Their work comes at an important time: Opioid use has risen nationwide, according to the Centers for Disease Control and Prevention. Gail D’Onofrio, study co-author and chair of the Department of Emergency Medicine at the medical school, said that opiate use is an “epidemic” and that overdoses are continuing to rise. Many addicts’ first medical contact occurs in emergency department situations, she said, and health providers have a unique opportunity to identify opiate-dependent persons and provide treatment. First responders in the emergency room are one of the only lines of defense in initiating addiction treatment.

Even though opiate addiction is also a chronic brain disease, in that it is characterized by changes in brain chemistry and structure, opiate-dependent people often leave the emergency department within a few hours of waking up, D’Onofrio said. In contrast, many other patients with chronic diseases, such as diabetes or heart disease, are referred to relevant care providers during their visit to an emergency department.

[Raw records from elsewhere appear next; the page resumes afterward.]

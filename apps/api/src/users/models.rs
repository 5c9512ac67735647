use serde::{Deserialize, Deserializer};
use uuid::Uuid;

use crate::errors::AppError;

pub const DEFAULT_ROLE: &str = "member";

#[derive(Debug, Deserialize)]
pub struct LoginRequest {
    pub username: String,
    pub password: String,
}

#[derive(Debug, Deserialize)]
pub struct CreateUserRequest {
    pub username: String,
    pub password: String,
    pub name: String,
    #[serde(default = "default_role")]
    pub role: String,
    #[serde(default, deserialize_with = "blank_uuid_as_none")]
    pub assigned_template_id: Option<Uuid>,
}

/// Partial update; absent or blank fields are left untouched.
#[derive(Debug, Default, Deserialize)]
pub struct UpdateUserRequest {
    #[serde(default)]
    pub password: Option<String>,
    #[serde(default)]
    pub name: Option<String>,
    #[serde(default, deserialize_with = "blank_uuid_as_none")]
    pub assigned_template_id: Option<Uuid>,
}

fn default_role() -> String {
    DEFAULT_ROLE.to_string()
}

/// The admin UI sends `""` for "no template".
fn blank_uuid_as_none<'de, D>(deserializer: D) -> Result<Option<Uuid>, D::Error>
where
    D: Deserializer<'de>,
{
    let raw: Option<String> = Option::deserialize(deserializer)?;
    match raw.as_deref().map(str::trim) {
        None | Some("") => Ok(None),
        Some(s) => Uuid::parse_str(s).map(Some).map_err(serde::de::Error::custom),
    }
}

impl CreateUserRequest {
    pub fn validate(&self) -> Result<(), AppError> {
        if self.username.trim().is_empty() {
            return Err(AppError::Validation("username cannot be empty".to_string()));
        }
        if self.password.is_empty() {
            return Err(AppError::Validation("password cannot be empty".to_string()));
        }
        if self.name.trim().is_empty() {
            return Err(AppError::Validation("name cannot be empty".to_string()));
        }
        if self.role.trim().is_empty() {
            return Err(AppError::Validation("role cannot be empty".to_string()));
        }
        Ok(())
    }
}

impl UpdateUserRequest {
    pub fn name(&self) -> Option<&str> {
        self.name.as_deref().map(str::trim).filter(|n| !n.is_empty())
    }

    pub fn password(&self) -> Option<&str> {
        self.password.as_deref().filter(|p| !p.is_empty())
    }

    pub fn is_empty(&self) -> bool {
        self.name().is_none() && self.password().is_none() && self.assigned_template_id.is_none()
    }
}
use serde::{Deserialize, Serialize};
use serde_json::Value;
use uuid::Uuid;

use crate::errors::AppError;

/// One slot as sent by the template editor.
#[derive(Debug, Clone, Deserialize)]
pub struct SlotInput {
    #[serde(rename = "type")]
    pub slot_type: String,
    #[serde(default)]
    pub content: String,
    #[serde(default)]
    pub data_key: Option<String>,
    pub x: f64,
    pub y: f64,
    pub width: f64,
    pub height: f64,
    #[serde(default = "empty_style")]
    pub style: Value,
}

/// Body of `POST /api/templates` and `PUT /api/templates/:id`.
#[derive(Debug, Clone, Deserialize)]
pub struct TemplateInput {
    pub name: String,
    pub width: i32,
    pub height: i32,
    #[serde(default)]
    pub background_url: Option<String>,
    #[serde(default)]
    pub slots: Vec<SlotInput>,
}

#[derive(Debug, Serialize, Deserialize)]
pub struct TemplateCreatedResponse {
    pub message: String,
    pub id: Uuid,
}

fn empty_style() -> Value {
    Value::Object(Default::default())
}

impl SlotInput {
    /// Blank keys are stored as NULL.
    pub fn data_key(&self) -> Option<&str> {
        self.data_key.as_deref().map(str::trim).filter(|k| !k.is_empty())
    }
}

impl TemplateInput {
    pub fn background_url(&self) -> Option<&str> {
        self.background_url
            .as_deref()
            .map(str::trim)
            .filter(|u| !u.is_empty())
    }

    pub fn validate(&self) -> Result<(), AppError> {
        if self.name.trim().is_empty() {
            return Err(AppError::Validation("name cannot be empty".to_string()));
        }
        if self.width <= 0 || self.height <= 0 {
            return Err(AppError::Validation(format!(
                "template size must be positive, got {}x{}",
                self.width, self.height
            )));
        }
        for (i, slot) in self.slots.iter().enumerate() {
            if slot.slot_type.trim().is_empty() {
                return Err(AppError::Validation(format!("slot {i} has no type")));
            }
            let geometry = [slot.x, slot.y, slot.width, slot.height];
            if geometry.iter().any(|v| !v.is_finite()) {
                return Err(AppError::Validation(format!(
                    "slot {i} has a non-finite position or size"
                )));
            }
        }
        Ok(())
    }
}
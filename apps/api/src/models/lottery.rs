use chrono::{DateTime, Utc};
use serde::{Deserialize, Serialize};
use sqlx::FromRow;
use uuid::Uuid;

#[derive(Debug, Clone, Serialize, Deserialize, FromRow)]
pub struct LotteryRow {
    pub id: Uuid,
    pub name: String,
    pub template_id: Option<Uuid>,
    pub is_active: bool,
    pub created_at: DateTime<Utc>,
}

/// Background fields of the linked template, enough to draw a menu card.
#[derive(Debug, Clone, Serialize, Deserialize, PartialEq)]
pub struct TemplatePreview {
    pub background_url: Option<String>,
    pub base_width: i32,
    pub base_height: i32,
}

/// Flat result of `lotteries LEFT JOIN templates`.
#[derive(Debug, Clone, FromRow)]
pub struct LotteryJoinRow {
    #[sqlx(flatten)]
    pub lottery: LotteryRow,
    pub joined_template_id: Option<Uuid>,
    pub template_background_url: Option<String>,
    pub template_base_width: Option<i32>,
    pub template_base_height: Option<i32>,
}

#[derive(Debug, Clone, Serialize)]
pub struct LotteryListItem {
    #[serde(flatten)]
    pub lottery: LotteryRow,
    pub template: Option<TemplatePreview>,
}

impl From<LotteryJoinRow> for LotteryListItem {
    fn from(row: LotteryJoinRow) -> Self {
        // The join id is the only reliable signal: background_url is nullable on its own.
        let template = match (
            row.joined_template_id,
            row.template_base_width,
            row.template_base_height,
        ) {
            (Some(_), Some(base_width), Some(base_height)) => Some(TemplatePreview {
                background_url: row.template_background_url,
                base_width,
                base_height,
            }),
            _ => None,
        };
        LotteryListItem {
            lottery: row.lottery,
            template,
        }
    }
}

#[cfg(test)]
mod tests {
    use super::*;

    fn lottery() -> LotteryRow {
        LotteryRow {
            id: Uuid::new_v4(),
            name: "Hanoi VIP".to_string(),
            template_id: None,
            is_active: true,
            created_at: Utc::now(),
        }
    }

    #[test]
    fn test_unlinked_lottery_has_no_preview() {
        let item = LotteryListItem::from(LotteryJoinRow {
            lottery: lottery(),
            joined_template_id: None,
            template_background_url: None,
            template_base_width: None,
            template_base_height: None,
        });
        assert!(item.template.is_none());
        let json = serde_json::to_value(&item).unwrap();
        assert_eq!(json["name"], "Hanoi VIP");
        assert!(json["template"].is_null());
    }

    #[test]
    fn test_linked_lottery_keeps_preview_without_background() {
        let item = LotteryListItem::from(LotteryJoinRow {
            lottery: lottery(),
            joined_template_id: Some(Uuid::new_v4()),
            template_background_url: None,
            template_base_width: Some(800),
            template_base_height: Some(1200),
        });
        assert_eq!(
            item.template,
            Some(TemplatePreview {
                background_url: None,
                base_width: 800,
                base_height: 1200,
            })
        );
    }
}
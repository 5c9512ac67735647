pub mod app_config;
pub mod lottery;
pub mod template;
pub mod user;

Fiellin noted that their research model had a few essential features, including an emergency medicine physician who could diagnose opioid-use disorder, prescribe buprenorphine and naloxone — a medication used to reverse the effects of opioid overdose — and arrange a follow-up session with the patient. The treatment program would need to be able to accept the patient within two to three days of the emergency department visit, he added.

Aubrey Klein, executive director of the Butler Center, said that the paper was “chosen for [the award because of] its strong methodology and scientific rigor, as well as the topical nature of the study.” She added that the study targets an important group of opioid users — those seeking treatment in emergency departments.

The study’s findings point to more rigorous emergency department interventions as a means to reduce the impact of opioid use for both users themselves and for the wider health care system, according to the paper. Fiellin said that the researchers are working with the National Institutes of Health to design a larger-scale study in multiple emergency departments around the country. A number of emergency departments have already contacted the researchers with inquiries about replicating their model, he added.

According to the CDC, the rate of deaths from drug overdoses has increased 137 percent since 2000, including a 200 percent increase in the rate of overdose deaths involving opioids.